Ca(2+) channel antagonists are useful to reduce the abnormal motility in patients with irritable bowel syndrome. We have therefore examined the effects of a newly synthesized antagonist AJG049, on voltage-dependent L-type Ca(2+) channels in gastric antrum. Intracellular recordings were made from sheets of the circular muscle layer of guinea-pig gastric antrum, with simultaneous measurement of spontaneous contraction activity, and the effects of AJG049 were studied. The effects of AJG049 on voltage-dependent Ba(2+) currents (I(Ba)) and the basal membrane currents at -70 mV in dispersed smooth muscle cells were also investigated by the use of conventional whole-cell patch-clamp techniques. Although AJG049 (100 nM) enhanced the peak amplitude of spontaneous contractions, high concentrations (>or=10 microM) had inhibitory effects.
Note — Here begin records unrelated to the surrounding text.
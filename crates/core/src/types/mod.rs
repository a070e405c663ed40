//! Core types for MangaVerse.
//!
//! This module provides type-safe wrappers for common domain concepts.

pub mod email;
pub mod id;
pub mod payment;
pub mod price;
pub mod status;

pub use email::{Email, EmailError};
pub use id::*;
pub use payment::{CardDetails, CardExpiry, Cvv, MpesaPhone, PaymentFieldError};
pub use price::{CurrencyCode, Price, PriceError};
pub use status::*;
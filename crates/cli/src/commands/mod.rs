//! CLI commands.
//!
//! Every command builds a [`Context`] from the environment. Cart and session
//! persist in the data directory, and notifications go to the log through
//! [`TracingShell`].

use std::sync::Arc;

use mangaverse_storefront::api::{ApiClient, ApiError};
use mangaverse_storefront::checkout::{CheckoutError, CheckoutFlow, ValidationError};
use mangaverse_storefront::config::{ConfigError, StorefrontConfig};
use mangaverse_storefront::services::{
    AccountError, AccountService, CatalogService, WelcomeEmailTrigger,
};
use mangaverse_storefront::shell::TracingShell;
use mangaverse_storefront::storage::{FileStorage, StorageError};
use mangaverse_storefront::stores::{AuthStore, CartStore};
use thiserror::Error;

pub mod auth;
pub mod cart;
pub mod checkout;
pub mod orders;
pub mod products;

#[derive(Debug, Error)]
pub enum CommandError {
    #[error("Configuration error: {0}")]
    Config(#[from] ConfigError),

    #[error("Storage error: {0}")]
    Storage(#[from] StorageError),

    #[error(transparent)]
    Api(#[from] ApiError),

    #[error(transparent)]
    Account(#[from] AccountError),

    #[error(transparent)]
    Checkout(#[from] CheckoutError),

    #[error(transparent)]
    Validation(#[from] ValidationError),

    #[error("{0}")]
    Aborted(&'static str),
}

/// Everything a command needs, built once per invocation.
pub struct Context {
    config: StorefrontConfig,
    storage: Arc<FileStorage>,
    shell: Arc<TracingShell>,
    api: ApiClient,
}

impl Context {
    /// # Errors
    ///
    /// Returns an error if the configuration is invalid or the data
    /// directory cannot be created.
    pub fn load() -> Result<Self, CommandError> {
        let config = StorefrontConfig::from_env()?;
        let storage = Arc::new(FileStorage::open(&config.data_dir)?);
        let api = ApiClient::new(&config.api)?;
        tracing::debug!(api = %api.base_url(), data_dir = %config.data_dir.display(), "context ready");

        Ok(Self {
            config,
            storage,
            shell: Arc::new(TracingShell),
            api,
        })
    }

    pub fn cart(&self) -> CartStore {
        CartStore::load(self.storage.clone())
    }

    pub fn auth(&self) -> AuthStore {
        AuthStore::load(self.storage.clone(), self.shell.clone())
    }

    pub fn catalog(&self) -> CatalogService {
        CatalogService::new(self.api.clone(), self.shell.clone())
    }

    /// # Errors
    ///
    /// Returns an error if the welcome email endpoint cannot be derived from
    /// the site URL.
    pub fn account(&self) -> Result<AccountService, CommandError> {
        let welcome = WelcomeEmailTrigger::new(&self.config.site_url, self.config.api.timeout)?;
        Ok(AccountService::new(
            self.api.clone(),
            self.shell.clone(),
            welcome,
        ))
    }

    pub fn checkout(&self) -> CheckoutFlow {
        CheckoutFlow::new(self.api.clone(), self.shell.clone())
    }
}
In whole-cell configuration, AJG049 (10 nM) reversibly enhanced the peak amplitude of I(Ba) in a voltage-dependent manner whilst high concentrations (>or=100 nM) suppressed the peak amplitude in a concentration- and voltage-dependent manner. AJG049 (300 nM) caused little shift in the activation curve at a holding potential of -70 mV although the voltage dependence of the steady-state inactivation was shifted to more negative potentials by 5 mV in its presence. AJG049 caused a delay of the recovery from the inactivated state of I(Ba). Furthermore, AJG049 reduced the amplitude of the basal membrane currents at -70 mV in a concentration-dependent manner. These results suggest that AJG049 possesses a dual action on voltage-dependent Ca(2+) channels in circular layer of guinea-pig antrum.